On 06/26/2009 09:19 AM, Christopher J. PeBenito wrote:
On Thu, 2009-06-25 at 22:12 +0100, Paul Howarth wrote:
> On Thu, 25 Jun 2009 13:24:14 -0400
> "Christopher J. PeBenito"<cpebenito(a)tresys.com> wrote:
>
>> On Tue, 2009-06-23 at 16:11 +0100, Paul Howarth wrote:
>>> On Mon, 22 Jun 2009 10:37:10 +0100
>>> Paul Howarth<paul(a)city-fan.org> wrote:
>>>
>>>> On 22/06/09 07:58, Paul Howarth wrote:
>>>>> On Sun, 21 Jun 2009 01:49:01 +0530
>>>>> Rahul Sundaram<sundaram(a)fedoraproject.org> wrote:
>>>>>
>>>>>> On 06/20/2009 04:41 PM, Daniel J Walsh wrote:
>>>>>>> On 06/19/2009 05:54 AM, Rahul Sundaram wrote:
>>>>>>> Is it continuing to happen or was this a one time
>>>>>>> occurrence. The only code that I imagine opens and
>>>>>>> reads /selinux/mls is libselinux and this opens it, reads
the
>>>>>>> value and closes the file in the same function call, so it
>>>>>>> can not leak.
>>>>>> It happens everytime I connect to a CDMA network via
>>>>>> NetworkManager and run vpnc.
>>>>>>
>>>>>> Rahul
>>>>> I've just had a very similar denial, when starting openvpn via
>>>>> NetworkManager:
>>>>>
>>>>> type=AVC msg=audit(1245653684.772:27): avc: denied { read }
>>>>> for pidT86 comm="openvpn" name="mls"
dev=selinuxfs ino
>>>>> scontext=system_u:system_r:openvpn_t:s0
>>>>> tcontext=system_u:object_r:security_t:s0 tclass=file
>>>>> type=SYSCALL msg=audit(1245653684.772:27): archÀ00003e
>>>>> syscall=2 success=no exit=-13 a0ff5652e270 a1=0 a2ff5652e27c
>>>>> a3ÿfffff8 items=0 ppidT75 pidT86 auidB94967295 uid=0 gid=0
>>>>> euid=0 suid=0 fsuid=0 egid=0 sgid=0 fsgid=0 tty=(none)

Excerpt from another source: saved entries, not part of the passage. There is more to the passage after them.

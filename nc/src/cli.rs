//! CLI command definitions and subcommands

use clap::{Parser, Subcommand};
use std::path::PathBuf;

/// Nebula operator console
#[derive(Parser)]
#[command(
    name = "nc",
    about = "Operator console for Nebula execution plans",
    version,
    after_help = "Logs are written to: ~/.local/share/nebula-console/logs/console.log"
)]
pub struct Cli {
    /// Path to config file
    #[arg(short, long, global = true, help = "Path to config file")]
    pub config: Option<PathBuf>,

    /// Enable verbose output
    #[arg(short, long, global = true, help = "Enable verbose output")]
    pub verbose: bool,

    /// Bearer token, overrides the configured environment variable
    #[arg(long, global = true)]
    pub token: Option<String>,

    /// Output format
    #[arg(short, long, global = true, default_value = "text")]
    pub format: OutputFormat,

    /// Subcommand to execute
    #[command(subcommand)]
    pub command: Option<Command>,
}

/// CLI subcommands
#[derive(Subcommand)]
pub enum Command {
    /// List execution plans
    Plans,

    /// Show a plan's flow as an outline
    Show {
        plan_id: String,
    },

    /// Validate a local plan document (JSON or YAML), no engine needed
    Validate {
        file: PathBuf,
    },

    /// Start the whole plan
    Execute {
        plan_id: String,
    },

    /// Submit one step with operator inputs
    Step {
        plan_id: String,

        step_id: String,

        /// Scope path of a nested step, e.g. `loop1:body/cond1:then`
        #[arg(long)]
        path: Option<String>,

        /// Instruction; defaults to the step's declared one
        #[arg(short, long)]
        instruction: Option<String>,

        /// Configuration as a JSON object
        #[arg(long = "config-json", value_name = "JSON")]
        configuration: Option<String>,

        #[arg(long)]
        api_url: Option<String>,

        #[arg(long)]
        api_key: Option<String>,

        #[arg(long)]
        client_id: Option<String>,

        #[arg(long)]
        client_secret: Option<String>,
    },

    /// Show a plan's execution status
    Status {
        plan_id: String,

        /// Keep polling until interrupted
        #[arg(short, long)]
        watch: bool,
    },

    /// List the agents taking part in a plan's execution
    Agents {
        plan_id: String,
    },

    /// Stop a running execution
    Stop {
        plan_id: String,
    },

    /// Approve (or reject) a gated step
    Approve {
        plan_id: String,

        step_id: String,

        /// Reject instead of approving
        #[arg(long)]
        reject: bool,

        #[arg(long)]
        feedback: Option<String>,
    },

    /// Turn a natural-language prompt into a plan
    Prompt {
        #[arg(required = true, num_args = 1..)]
        text: Vec<String>,
    },

    /// Show active executions and dashboard stats
    Monitor {
        /// Keep polling until interrupted
        #[arg(short, long)]
        watch: bool,
    },

    /// Stream realtime status updates
    Watch {
        /// Only updates for this plan
        #[arg(long)]
        plan_id: Option<String>,
    },

    /// Launch the interactive console
    Tui,
}

/// Output format for listing commands
#[derive(Clone, Debug, Default, PartialEq, Eq)]
pub enum OutputFormat {
    #[default]
    Text,
    Json,
}

impl std::str::FromStr for OutputFormat {
    type Err = String;

    fn from_str(s: &str) -> Result<Self, Self::Err> {
        match s.to_lowercase().as_str() {
            "text" | "plain" => Ok(Self::Text),
            "json" => Ok(Self::Json),
            _ => Err(format!("Unknown format: {}. Use: text or json", s)),
        }
    }
}

impl std::fmt::Display for OutputFormat {
    fn fmt(&self, f: &mut std::fmt::Formatter<'_>) -> std::fmt::Result {
        match self {
            Self::Text => write!(f, "text"),
            Self::Json => write!(f, "json"),
        }
    }
}

#[cfg(test)]
mod tests {
    use super::*;

    #[test]
    fn test_cli_parse_no_command() {
        let cli = Cli::parse_from(["nc"]);
        assert!(cli.command.is_none());
        assert_eq!(cli.format, OutputFormat::Text);
    }

    #[test]
    fn test_cli_parse_plans() {
        let cli = Cli::parse_from(["nc", "plans"]);
        assert!(matches!(cli.command, Some(Command::Plans)));
    }

    #[test]
    fn test_cli_parse_validate() {
        let cli = Cli::parse_from(["nc", "validate", "plan.yml"]);
        match cli.command {
            Some(Command::Validate { file }) => assert_eq!(file, PathBuf::from("plan.yml")),
            _ => panic!("Expected Validate command"),
        }
    }

    #[test]
    fn test_cli_parse_step() {
        let cli = Cli::parse_from([
            "nc",
            "step",
            "P1",
            "S2",
            "--path",
            "L:body",
            "-i",
            "summarise",
            "--config-json",
            r#"{"limit": 5}"#,
            "--api-key",
            "k",
        ]);
        if let Some(Command::Step {
            plan_id,
            step_id,
            path,
            instruction,
            configuration,
            api_key,
            client_secret,
            ..
        }) = cli.command
        {
            assert_eq!(plan_id, "P1");
            assert_eq!(step_id, "S2");
            assert_eq!(path.as_deref(), Some("L:body"));
            assert_eq!(instruction.as_deref(), Some("summarise"));
            assert_eq!(configuration.as_deref(), Some(r#"{"limit": 5}"#));
            assert_eq!(api_key.as_deref(), Some("k"));
            assert!(client_secret.is_none());
        } else {
            panic!("Expected Step command");
        }
    }

    #[test]
    fn test_cli_parse_approve_reject() {
        let cli = Cli::parse_from(["nc", "approve", "P1", "S1", "--reject", "--feedback", "wrong target"]);
        assert!(matches!(
            cli.command,
            Some(Command::Approve { reject: true, feedback: Some(_), .. })
        ));
    }

    #[test]
    fn test_cli_parse_prompt_words() {
        let cli = Cli::parse_from(["nc", "prompt", "sync", "the", "crm"]);
        match cli.command {
            Some(Command::Prompt { text }) => assert_eq!(text.join(" "), "sync the crm"),
            _ => panic!("Expected Prompt command"),
        }
    }

    #[test]
    fn test_cli_parse_watch() {
        let cli = Cli::parse_from(["nc", "watch", "--plan-id", "P1"]);
        assert!(matches!(cli.command, Some(Command::Watch { plan_id: Some(_) })));
    }

    #[test]
    fn test_cli_global_flags() {
        let cli = Cli::parse_from(["nc", "-c", "/path/to/config.yml", "--format", "json", "status", "P1", "--watch"]);
        assert_eq!(cli.config, Some(PathBuf::from("/path/to/config.yml")));
        assert_eq!(cli.format, OutputFormat::Json);
        assert!(matches!(cli.command, Some(Command::Status { watch: true, .. })));
    }

    #[test]
    fn test_output_format_from_str() {
        assert!(matches!("text".parse::<OutputFormat>(), Ok(OutputFormat::Text)));
        assert!(matches!("JSON".parse::<OutputFormat>(), Ok(OutputFormat::Json)));
        assert!("table".parse::<OutputFormat>().is_err());
    }
}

>>>>> sesB94967295 comm="openvpn"
exe="/usr/sbin/openvpn"
>>>>> subj=system_u:system_r:openvpn_t:s0 key=(null)
>>>>>
>>>>> Didn't stop openvpn working.
>>>> Just got this one too, after running "rndc querylog" to turn
on
>>>> named's query logging from a root shell.
>>>>
>>>> type=AVC msg=audit(1245663191.793:115): avc: denied { read }
>>>> for pid!774 comm="rndc" name="mls" dev=selinuxfs
ino
>>>> scontext=unconfined_u:unconfined_r:ndc_t:s0-s0:c0.c1023
>>>> tcontext=system_u:object_r:security_t:s0 tclass=file
>>>> type=SYSCALL msg=audit(1245663191.793:115): archÀ00003e syscall=2
>>>> success=no exit=-13 a0ffa1a717d0 a1=0 a2ffa1a717dc a3ÿfffff8
>>>> items=0 ppid800 pid!774 auidP0 uid=0 gid=0 euid=0 suid=0
>>>> fsuid=0 egid=0 sgid=0 fsgid=0 tty=pts4 ses=5 comm="rndc"
>>>> exe="/usr/sbin/rndc"
>>>> subj=unconfined_u:unconfined_r:ndc_t:s0-s0:c0.c1023 key=(null)

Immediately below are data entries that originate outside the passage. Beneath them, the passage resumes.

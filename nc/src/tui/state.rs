//! TUI application state
//!
//! Pure data structures for the TUI. No rendering logic here.

use std::collections::VecDeque;
use std::time::{Duration, Instant};

use crate::browser::PlanBrowser;
use crate::domain::{DashboardStats, ExecutionPlanStatus, StepKey};
use crate::inputs::StepInputField;
use crate::monitor::MonitorEvent;
use crate::notify::{Notification, NotificationKind};

/// Which view is currently displayed
#[derive(Debug, Clone, Copy, PartialEq, Eq, Default)]
pub enum View {
    #[default]
    Plans,
    Flow,
    Monitor,
}

/// Top-level views in Tab order
pub const TOP_LEVEL_VIEWS: [View; 3] = [View::Plans, View::Flow, View::Monitor];

impl View {
    pub fn display_name(&self) -> &'static str {
        match self {
            Self::Plans => "Plans",
            Self::Flow => "Flow",
            Self::Monitor => "Monitor",
        }
    }

    pub fn next(self) -> Self {
        let idx = TOP_LEVEL_VIEWS.iter().position(|v| *v == self).unwrap_or(0);
        TOP_LEVEL_VIEWS[(idx + 1) % TOP_LEVEL_VIEWS.len()]
    }

    pub fn prev(self) -> Self {
        let idx = TOP_LEVEL_VIEWS.iter().position(|v| *v == self).unwrap_or(0);
        TOP_LEVEL_VIEWS[(idx + TOP_LEVEL_VIEWS.len() - 1) % TOP_LEVEL_VIEWS.len()]
    }
}

/// Text being typed into one step input field
#[derive(Debug, Clone, PartialEq, Eq)]
pub struct FieldEdit {
    /// Selection generation the edit was started in; a reselection voids it
    pub generation: u64,
    pub key: StepKey,
    pub field: StepInputField,
    pub buffer: String,
}

/// Interaction mode (modal)
#[derive(Debug, Clone, Default)]
pub enum InteractionMode {
    /// Normal navigation mode
    #[default]
    Normal,
    /// Editing a step input field
    Edit(FieldEdit),
    /// Typing a natural-language prompt
    Prompt(String),
    /// Entering a bearer token
    Login(String),
    /// Feedback for an approval decision
    Feedback { key: StepKey, approved: bool, buffer: String },
    /// Confirmation dialog
    Confirm(ConfirmDialog),
    /// Help overlay
    Help,
}

impl InteractionMode {
    /// Get the input buffer if in an input mode
    pub fn input_buffer(&self) -> Option<&str> {
        match self {
            Self::Prompt(s) | Self::Login(s) => Some(s),
            Self::Edit(edit) => Some(&edit.buffer),
            Self::Feedback { buffer, .. } => Some(buffer),
            _ => None,
        }
    }

    /// Get mutable input buffer
    pub fn input_buffer_mut(&mut self) -> Option<&mut String> {
        match self {
            Self::Prompt(s) | Self::Login(s) => Some(s),
            Self::Edit(edit) => Some(&mut edit.buffer),
            Self::Feedback { buffer, .. } => Some(buffer),
            _ => None,
        }
    }
}

/// Confirmation dialog for actions with engine-side effects
#[derive(Debug, Clone)]
pub struct ConfirmDialog {
    pub message: String,
    pub action: ConfirmAction,
    pub selected_button: bool, // false = No, true = Yes
}

impl ConfirmDialog {
    pub fn new(action: ConfirmAction, message: impl Into<String>) -> Self {
        Self {
            message: message.into(),
            action,
            selected_button: false,
        }
    }

    pub fn execute_flow(plan_name: &str) -> Self {
        Self::new(ConfirmAction::ExecuteFlow, format!("Execute the whole plan {}?", plan_name))
    }

    pub fn stop_execution(plan_name: &str) -> Self {
        Self::new(ConfirmAction::StopExecution, format!("Stop execution of {}?", plan_name))
    }
}

/// Action to perform on confirm
#[derive(Debug, Clone, PartialEq, Eq)]
pub enum ConfirmAction {
    ExecuteFlow,
    StopExecution,
}

/// Work for the runner, which owns the engine
#[derive(Debug, Clone, PartialEq, Eq)]
pub enum PendingAction {
    RefreshPlans,
    SelectPlan(String),
    ExecuteStep(StepKey),
    ExecuteFlow,
    StopExecution,
    Approval {
        key: StepKey,
        approved: bool,
        feedback: Option<String>,
    },
    SubmitPrompt(String),
    Login(String),
}

/// Selection state for list views
#[derive(Debug, Default, Clone)]
pub struct SelectionState {
    pub selected_index: usize,
}

impl SelectionState {
    pub fn select_next(&mut self, max_items: usize) {
        if max_items > 0 && self.selected_index < max_items - 1 {
            self.selected_index += 1;
        }
    }

    pub fn select_prev(&mut self) {
        if self.selected_index > 0 {
            self.selected_index -= 1;
        }
    }

    /// Ensure selection is within bounds
    pub fn clamp(&mut self, max_items: usize) {
        if max_items == 0 {
            self.selected_index = 0;
        } else if self.selected_index >= max_items {
            self.selected_index = max_items - 1;
        }
    }
}

/// A notification on screen
#[derive(Debug, Clone)]
pub struct Toast {
    pub notification: Notification,
    pub shown_at: Instant,
}

/// Most toasts kept on screen at once
const MAX_TOASTS: usize = 4;

/// Main TUI application state
#[derive(Debug)]
pub struct AppState {
    /// Current view
    pub current_view: View,
    /// Current interaction mode
    pub interaction_mode: InteractionMode,
    /// Should the app quit
    pub should_quit: bool,

    /// Plan list and the selected plan's controller
    pub browser: PlanBrowser,
    pub plans_selection: SelectionState,
    /// Cursor in the step input form
    pub form_selection: SelectionState,

    // === Monitor data ===
    pub active_executions: Vec<ExecutionPlanStatus>,
    pub dashboard: Option<DashboardStats>,
    pub plan_status: Option<ExecutionPlanStatus>,
    pub realtime_connected: bool,

    // === Toasts ===
    pub toasts: VecDeque<Toast>,
    pub toast_ttl: Duration,

    /// Actions waiting for the runner
    pub pending_actions: VecDeque<PendingAction>,
    /// Requests in flight
    pub in_flight: usize,
}

impl Default for AppState {
    fn default() -> Self {
        Self {
            current_view: View::default(),
            interaction_mode: InteractionMode::default(),
            should_quit: false,
            browser: PlanBrowser::new(),
            plans_selection: SelectionState::default(),
            form_selection: SelectionState::default(),
            active_executions: Vec::new(),
            dashboard: None,
            plan_status: None,
            realtime_connected: false,
            toasts: VecDeque::new(),
            toast_ttl: Duration::from_secs(4),
            pending_actions: VecDeque::new(),
            in_flight: 0,
        }
    }
}

impl AppState {
    /// Create new AppState
    pub fn new() -> Self {
        Self::default()
    }

    pub fn with_toast_ttl(toast_ttl: Duration) -> Self {
        Self {
            toast_ttl,
            ..Self::default()
        }
    }

    pub fn queue(&mut self, action: PendingAction) {
        self.pending_actions.push_back(action);
    }

    pub fn take_pending(&mut self) -> Option<PendingAction> {
        self.pending_actions.pop_front()
    }

    /// Plan id under the cursor in the Plans view
    pub fn highlighted_plan_id(&self) -> Option<String> {
        self.browser
            .plans()
            .get(self.plans_selection.selected_index)
            .map(|p| p.plan_id.clone())
    }

    /// Field under the cursor in the input form
    pub fn selected_field(&self) -> StepInputField {
        let idx = self.form_selection.selected_index.min(StepInputField::ALL.len() - 1);
        StepInputField::ALL[idx]
    }

    /// Show a notification; a re-auth request switches to login mode
    pub fn push_toast(&mut self, notification: Notification) {
        if notification.kind == NotificationKind::ReauthRequired {
            self.interaction_mode = InteractionMode::Login(String::new());
        }
        self.toasts.push_back(Toast {
            notification,
            shown_at: Instant::now(),
        });
        while self.toasts.len() > MAX_TOASTS {
            self.toasts.pop_front();
        }
    }

    /// Drop toasts older than the TTL
    pub fn expire_toasts(&mut self, now: Instant) {
        let ttl = self.toast_ttl;
        self.toasts.retain(|t| now.duration_since(t.shown_at) < ttl);
    }

    /// Fold a poll result into the display data
    pub fn apply_monitor_event(&mut self, event: MonitorEvent) {
        match event {
            MonitorEvent::ActiveExecutions(executions) => self.active_executions = executions,
            MonitorEvent::DashboardStats(stats) => self.dashboard = Some(stats),
            MonitorEvent::PlanStatus(status) => self.apply_status(status),
            MonitorEvent::Plans(plans) => {
                self.browser.set_plans(plans);
                self.plans_selection.clamp(self.browser.plans().len());
            }
            MonitorEvent::PollFailed { .. } => {}
        }
    }

    /// Status for the selected plan; updates for other plans are ignored
    pub fn apply_status(&mut self, status: ExecutionPlanStatus) {
        if self.browser.selected_plan_id() == Some(status.plan_id.as_str()) {
            self.plan_status = Some(status);
        }
    }

    /// Per-tick housekeeping
    pub fn tick(&mut self) {
        self.expire_toasts(Instant::now());
    }
}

>>> /usr/sbin/rndc is linked against libselinux, which ties in with
>>> Stephen's explanation of the openvpn/vpnc issue too.
>>>
>>> I'm adding these to local policy for now:
>>>
>>> selinux_dontaudit_read_fs(ifconfig_t)

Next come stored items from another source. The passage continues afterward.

#[cfg(test)]
mod tests {
    use super::*;
    use crate::client::mock::{Call, MockEngine};
    use crate::domain::Scope;
    use crate::notify::{Level, NotificationKind};
    use proptest::prelude::*;
    use serde_json::json;

    fn document() -> FlowDocument {
        serde_json::from_str(
            r#"{
                "planId": "P1",
                "planName": "Nightly sync",
                "agents": [{"agentId": "A1", "name": "Fetcher", "type": "data", "language": "python"}],
                "executionFlow": {"type": "sequential", "steps": [
                    {"stepId": "S1", "type": "sequential", "agentId": "A1", "instruction": "x"},
                    {"stepId": "S2", "type": "sequential", "agentId": "A1",
                     "parameters": {"limit": 10}},
                    {"stepId": "S3", "type": "task"},
                    {"stepId": "L", "type": "loop", "loopType": "foreach",
                     "exitCondition": {"expression": "empty", "maxIterations": 5},
                     "body": [{"stepId": "S1", "type": "sequential", "agentId": "A1"}]}
                ]}
            }"#,
        )
        .unwrap()
    }

    fn accepted() -> ApiResponse {
        ApiResponse {
            success: true,
            ..Default::default()
        }
    }

    fn flow_with(len: usize) -> FlowController {
        let steps = (0..len).map(|i| ExecutionStep::task(format!("S{}", i), "task")).collect();
        FlowController::new(FlowDocument {
            plan_id: "P".to_string(),
            execution_flow: ExecutionFlow::new(Default::default(), steps),
            ..Default::default()
        })
    }

    #[test]
    fn test_navigation_clamps() {
        let mut c = FlowController::new(document());
        assert_eq!(c.active_index(), 0);
        assert_eq!(c.retreat(), 0);
        assert_eq!(c.advance(), 1);
        assert_eq!(c.go_to(99), 3);
        assert_eq!(c.advance(), 3);
        assert_eq!(c.current_step().unwrap().step_id, "L");
    }

    #[test]
    fn test_navigation_on_empty_flow() {
        let mut c = flow_with(0);
        assert_eq!(c.advance(), 0);
        assert_eq!(c.retreat(), 0);
        assert!(c.current_step().is_none());
        assert!(c.current_key().is_none());
    }

    proptest! {
        #[test]
        fn prop_active_step_stays_in_range(len in 1usize..20, ops in prop::collection::vec(0u8..3, 0..60)) {
            let mut c = flow_with(len);
            for op in ops {
                match op {
                    0 => { c.advance(); }
                    1 => { c.retreat(); }
                    _ => { c.go_to(len * 2); }
                }
                prop_assert!(c.active_index() < len);
            }
        }

        #[test]
        fn prop_advance_reaches_last(len in 1usize..30) {
            let mut c = flow_with(len);
            for _ in 0..len - 1 {
                c.advance();
            }
            prop_assert_eq!(c.active_index(), len - 1);
            c.advance();
            prop_assert_eq!(c.active_index(), len - 1);
        }
    }

    #[test]
    fn test_agent_lookup() {
        let c = FlowController::new(document());
        let s1 = c.step(&StepKey::top("S1")).unwrap();
        assert_eq!(c.agent_for(s1).unwrap().name, "Fetcher");
        let s3 = c.step(&StepKey::top("S3")).unwrap();
        assert!(c.agent_for(s3).is_none());
    }

    #[test]
    fn test_nested_step_resolution() {
        let c = FlowController::new(document());
        let nested = StepKey::new(FlowPath::root().child("L", Scope::Body), "S1");
        let step = c.step(&nested).unwrap();
        assert!(step.instruction.is_none());
        assert_eq!(c.step(&StepKey::top("S1")).unwrap().declared_instruction(), "x");
    }

    #[test]
    fn test_resolved_input_falls_back_to_declared() {
        let mut c = FlowController::new(document());
        let s2 = StepKey::top("S2");

        let input = c.resolved_input(&s2);
        assert_eq!(input.configuration.get("limit"), Some(&json!(10)));

        c.set_input(&s2, StepInputField::Configuration, "{}");
        assert!(c.resolved_input(&s2).configuration.is_empty());

        assert_eq!(c.resolved_input(&StepKey::top("S1")).instruction, "x");
        c.set_input(&StepKey::top("S1"), StepInputField::Instruction, "override");
        assert_eq!(c.resolved_input(&StepKey::top("S1")).instruction, "override");
    }

    #[test]
    fn test_prepare_step_blocks_empty_instruction() {
        let c = FlowController::new(document());
        let err = c.prepare_step(&StepKey::top("S2")).unwrap_err();
        assert!(matches!(err, OperatorInputError::EmptyInstruction { .. }));

        let err = c.prepare_step(&StepKey::top("nope")).unwrap_err();
        assert!(matches!(err, OperatorInputError::UnknownStep { .. }));
    }

    #[test]
    fn test_whitespace_instruction_is_empty() {
        let mut c = FlowController::new(document());
        let s3 = StepKey::top("S3");
        c.set_input(&s3, StepInputField::Instruction, "   ");
        assert!(c.prepare_step(&s3).is_err());
    }

    #[tokio::test]
    async fn test_execute_step_scenario() {
        let engine = MockEngine::new().with_ack(accepted());
        let bus = NotificationBus::default();
        let mut rx = bus.subscribe();
        let c = FlowController::new(document());

        let outcome = c.execute_step(&engine, &bus, &StepKey::top("S1")).await;

        assert!(outcome.is_accepted());
        assert_eq!(engine.call_count(), 1);
        match &engine.calls()[0] {
            Call::ExecuteStep(plan_id, execution) => {
                assert_eq!(plan_id, "P1");
                assert_eq!(execution.step_id, "S1");
                assert_eq!(execution.input.instruction, "x");
                assert!(execution.flow_path.is_root());
            }
            other => panic!("unexpected call: {:?}", other),
        }
        let toast = rx.try_recv().unwrap();
        assert_eq!(toast.level, Level::Success);
        assert_eq!(toast.message, "Step S1 submitted for execution");
    }

    #[tokio::test]
    async fn test_blocked_step_sends_nothing() {
        let engine = MockEngine::new();
        let bus = NotificationBus::default();
        let mut rx = bus.subscribe();
        let c = FlowController::new(document());

        let outcome = c.execute_step(&engine, &bus, &StepKey::top("S2")).await;

        assert!(!outcome.was_dispatched());
        assert_eq!(engine.call_count(), 0);
        assert_eq!(rx.try_recv().unwrap().kind, NotificationKind::InputBlocked);
    }

    #[tokio::test]
    async fn test_nested_step_carries_flow_path() {
        let engine = MockEngine::new().with_ack(accepted());
        let bus = NotificationBus::default();
        let mut c = FlowController::new(document());
        let nested = StepKey::new(FlowPath::root().child("L", Scope::Body), "S1");
        c.set_input(&nested, StepInputField::Instruction, "inner");

        c.execute_step(&engine, &bus, &nested).await;

        match &engine.calls()[0] {
            Call::ExecuteStep(_, execution) => {
                assert_eq!(execution.flow_path.to_string(), "L:body");
                assert_eq!(execution.input.instruction, "inner");
            }
            other => panic!("unexpected call: {:?}", other),
        }
    }

    #[tokio::test]
    async fn test_rejection_is_toasted_verbatim() {
        let engine = MockEngine::new().with_ack(ApiResponse {
            success: false,
            message: "Plan is already running".to_string(),
            ..Default::default()
        });
        let bus = NotificationBus::default();
        let mut rx = bus.subscribe();
        let c = FlowController::new(document());

        let outcome = c.execute_flow(&engine, &bus).await;

        assert!(matches!(outcome, ActionOutcome::Rejected(_)));
        let toast = rx.try_recv().unwrap();
        assert_eq!(toast.level, Level::Error);
        assert_eq!(toast.message, "Plan is already running");
    }

    #[tokio::test]
    async fn test_engine_failure_not_toasted_twice() {
        let engine = MockEngine::new();
        engine.push_ack(Err(EngineError::Server { status: 503 }));
        let bus = NotificationBus::default();
        let mut rx = bus.subscribe();
        let c = FlowController::new(document());

        let outcome = c.execute_flow(&engine, &bus).await;

        assert!(matches!(outcome, ActionOutcome::Failed(_)));
        assert!(rx.try_recv().is_err());
    }

    #[tokio::test]
    async fn test_execute_flow_ignores_missing_inputs() {
        let engine = MockEngine::new().with_ack(accepted());
        let bus = NotificationBus::default();
        let c = FlowController::new(document());

        let outcome = c.execute_flow(&engine, &bus).await;

        assert!(outcome.is_accepted());
        assert_eq!(engine.calls(), vec![Call::ExecuteFlow("P1".to_string())]);
    }

    #[tokio::test]
    async fn test_actions_keep_active_step() {
        let engine = MockEngine::new().with_ack(accepted()).with_ack(accepted());
        let bus = NotificationBus::default();
        let mut c = FlowController::new(document());
        c.go_to(2);

        c.execute_step(&engine, &bus, &StepKey::top("S1")).await;
        c.execute_flow(&engine, &bus).await;

        assert_eq!(c.active_index(), 2);
    }

    #[tokio::test]
    async fn test_submit_approval() {
        let engine = MockEngine::new().with_ack(accepted());
        let bus = NotificationBus::default();
        let c = FlowController::new(document());

        let outcome = c
            .submit_approval(&engine, &bus, &StepKey::top("S3"), false, Some("not yet".to_string()))
            .await;

        assert!(outcome.is_accepted());
        assert_eq!(
            engine.calls(),
            vec![Call::Approval("P1".to_string(), "S3".to_string(), false, Some("not yet".to_string()))]
        );
    }

    #[test]
    fn test_step_outline_and_bound() {
        let c = FlowController::new(document());
        let rows = c.step_outline(&StepKey::top("L"));
        assert_eq!(rows.len(), 1);
        assert_eq!(rows[0].key.to_string(), "L:body/S1");

        let all = c.outline();
        let looped = all.iter().find(|r| r.key == StepKey::top("L")).unwrap();
        assert!(looped.detail.as_deref().unwrap().contains("maxIterations: 5"));
    }

    #[test]
    fn test_configuration_text_prefers_draft() {
        let mut c = FlowController::new(document());
        let s2 = StepKey::top("S2");
        assert!(c.configuration_text(&s2).contains("\"limit\": 10"));

        c.set_input(&s2, StepInputField::Configuration, "{oops");
        assert_eq!(c.configuration_text(&s2), "{oops");
    }
}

>>> selinux_dontaudit_read_fs(ndc_t)
>>> selinux_dontaudit_read_fs(openvpn_t)
>> In the long term, the more appropriate interface would be
>> seutil_dontaudit_libselinux_linked(), which is for programs that link
>> against libselinux for basic reasons, such as doing a setfilecon() or
>> setfscreatecon(), but don't use the features that depend on the
>> libselinux constructor.
> That makes sense for ifconfig_t and ndc_t that are actually linked
> against libselinux, but openvpn_t uses sysnet_exec_ifconfig so perhaps
> that interface now needs to add seutil_dontaudit_libselinux_linked()
> for its calling domain?
I think I can buy that, as long as there is a comment explaining why its
there.
Yes the problem is any confined domain that executes a bin_t or any tool
without a transition which loads libselinux will generate this avc.